Por um lado, porque “o museu não tem NIF, que a anterior ministra apresentou como facto consumado que teríamos em janeiro de 2019, já lá vão uns anos, e depois porque a entrada em mecenato faz-se com receitas próprias, que entram para o bolo geral e são sujeitas às cativações.
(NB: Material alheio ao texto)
//! ID3 tag writing for finished MP3s.
//!
//! Every generated file gets the album-level values from its book config
//! plus a per-fragment track number (the ordinal) and title (the fragment
//! key, underscores to spaces, Title Case). Tagging runs after the audio
//! is written and before the digest commit — a fragment whose tags failed
//! is regenerated next run.

use std::path::Path;

use id3::{Tag, TagLike, Version};

use crate::error::ReaderError;

/// Album-level tag values shared by every file of one book.
#[derive(Debug, Clone, PartialEq, Eq)]
pub struct AlbumTags {
    pub album: String,
    pub artist: String,
    pub album_artist: String,
    /// Recording date, `YYYY` or `YYYY-MM-DD`.
    pub date: String,
}

/// Write the full tag set to `path`.
pub fn write_tags(
    path: &Path,
    album: &AlbumTags,
    track: Option<u32>,
    title_key: &str,
) -> Result<(), ReaderError> {
    let tagging_err = |source: Box<dyn std::error::Error + Send + Sync>| {
        ReaderError::Tagging { path: path.to_path_buf(), source }
    };

    let timestamp: id3::Timestamp = album.date.parse().map_err(|err| {
        tagging_err(format!("AlbumDate {:?} is not a valid date: {err}", album.date).into())
    })?;

    let mut tag = Tag::new();
    tag.set_album(&album.album);
    tag.set_artist(&album.artist);
    tag.set_album_artist(&album.album_artist);
    tag.set_date_recorded(timestamp);
    tag.set_title(title_case(title_key));
    if let Some(track) = track {
        tag.set_track(track);
    }
    tag.write_to_path(path, Version::Id3v24).map_err(|err| tagging_err(err.into()))
}

/// `the_first_chapter` → `The First Chapter`.
pub fn title_case(key: &str) -> String {
    let mut out = String::with_capacity(key.len());
    let mut start_of_word = true;
    for c in key.chars() {
        if c == '_' || c.is_whitespace() {
            out.push(' ');
            start_of_word = true;
        } else if start_of_word {
            out.extend(c.to_uppercase());
            start_of_word = false;
        } else {
            out.extend(c.to_lowercase());
        }
    }
    out
}

// ─────────────────────────────────────────────────────────────────────────────
// Tests
// ─────────────────────────────────────────────────────────────────────────────
//! Book-text fragment parser.
//!
//! A book file is one UTF-8 document carrying every audio-file-to-be as a
//! fragment block:
//!
//! ```text
//! 001-intro.mp3@Welcome text with an embedded @PL przełącznik@ inside@@
//! 002-outro.mp3@Closing words@@
//! ```
//!
//! Blocks are separated by `@@`. Inside a block the first `@` separates the
//! declared file name from the narration body; the name itself is
//! `{ordinal}-{name}.{ext}` and `{name}` is the stable key used for digest
//! lookups. Parsing is a pure, lazy iterator: no I/O, restartable, yields
//! fragments in document order.
//!
//! Tolerated noise (silently skipped, per the source-document conventions):
//! blocks without a name/body delimiter and blocks with an empty body —
//! both show up routinely as trailing separators or stray whitespace.
//! A block that *has* a body but whose name lacks the ordinal/extension
//! structure is a caller error, yielded as `Err`.

use crate::error::ReaderError;

/// Separates fragment blocks in the source document.
pub const BLOCK_SEPARATOR: &str = "@@";

/// Separates the declared file name from the narration body (first hit only).
pub const NAME_BODY_DELIMITER: char = '@';

/// Separates the ordinal prefix from the file name proper.
pub const NAME_FIELD_SEPARATOR: char = '-';

/// One addressable piece of a book, destined for one audio file.
#[derive(Debug, Clone, PartialEq, Eq)]
pub struct Fragment {
    /// Ordering prefix exactly as written, e.g. `001`. All digits; becomes
    /// the ID3 track number.
    pub ordinal: String,
    /// Declared output file name as written, e.g. `001-intro.mp3`.
    pub file_name: String,
    /// Digest key: the name without ordinal and extension, e.g. `intro`.
    /// Must be unique within one document.
    pub key: String,
    /// Narration body — everything after the first `@`, may contain
    /// embedded language markers.
    pub body: String,
    /// The whole raw block, name included. This is the digest input, so a
    /// renamed fragment also counts as changed.
    pub raw: String,
}

/// Replace every newline with two spaces.
///
/// Line-wrap differences in the source text must not change fragment
/// digests, so normalization happens once per document, before splitting.
pub fn normalize_source(text: &str) -> String {
    text.replace("\r\n", "  ").replace(['\n', '\r'], "  ")
}

/// Lazily parse a normalized document into fragments, in document order.
pub fn fragments(normalized: &str) -> impl Iterator<Item = Result<Fragment, ReaderError>> + '_ {
    normalized.split(BLOCK_SEPARATOR).filter_map(parse_block)
}

/// `None` for tolerated noise, `Some(Err)` for a malformed declared name.
fn parse_block(block: &str) -> Option<Result<Fragment, ReaderError>> {
    let (name, body) = block.split_once(NAME_BODY_DELIMITER)?;
    if body.is_empty() {
        return None;
    }
    Some(parse_named(name, body, block))
}

fn parse_named(name: &str, body: &str, raw: &str) -> Result<Fragment, ReaderError> {
    let malformed = || ReaderError::MalformedFragmentName { name: name.to_string() };

    let (ordinal, rest) = name.split_once(NAME_FIELD_SEPARATOR).ok_or_else(malformed)?;
    let (key, ext) = rest.split_once('.').ok_or_else(malformed)?;
    if ordinal.is_empty()
        || !ordinal.chars().all(|c| c.is_ascii_digit())
        || key.is_empty()
        || ext.is_empty()
    {
        return Err(malformed());
    }

    Ok(Fragment {
        ordinal: ordinal.to_string(),
        file_name: name.to_string(),
        key: key.to_string(),
        body: body.to_string(),
        raw: raw.to_string(),
    })
}

// ─────────────────────────────────────────────────────────────────────────────
// Tests
// ─────────────────────────────────────────────────────────────────────────────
Como calcula, nenhum mecenas está na disposição de dar 200 mil euros para uma exposição e vir a saber que só 150 deles é que foram usados para esse fim”.
A necessidade de expansão do MNAA foi outro aspeto apontado pelo diretor do museu, que lembrou que esta necessidade já tinha sido “posta como inadiável em 1955” e “reafirmada em 1962”, porque “já na altura o museu não estava em condições para expor convenientemente as suas coleções”.
Por isso, considerou que a “expansão para a Avenida 24 de Julho é absolutamente essencial”, para fazer face a carências impossíveis de colmatar atualmente, como a escassez de espaço para albergar obras da sua coleção, e exemplificou com um quadro de Domingos Sequeira que se encontra na Assembleia da República.
A expansão tem a ver não só com o avanço do museu, mas também com aquilo que é o espaço urbano de Lisboa, a grande linha turística entre a Baixa e Belém, afirmou, defendendo que o MNAA podia ser um grande polo, virado para uma zona com espaço para os autocarros turísticos, que não têm possibilidade de estacionar nas Janelas Verdes.
“O que se trata em relação ao MNAA, que vai fazer 140 anos em 2024, que tem potencial de relacionamento, pela sua história, com museus internacionais, a que nos esforçamos por dar resposta, mas que é cada vez mais difícil, vai ser não o que o diretor do MNAA quiser apenas, nem o que os seus técnicos quiserem, mas o que o país quiser, porque há um nível de investimento para resolver os problemas estruturais que tem de ser pensado e executado”, considerou.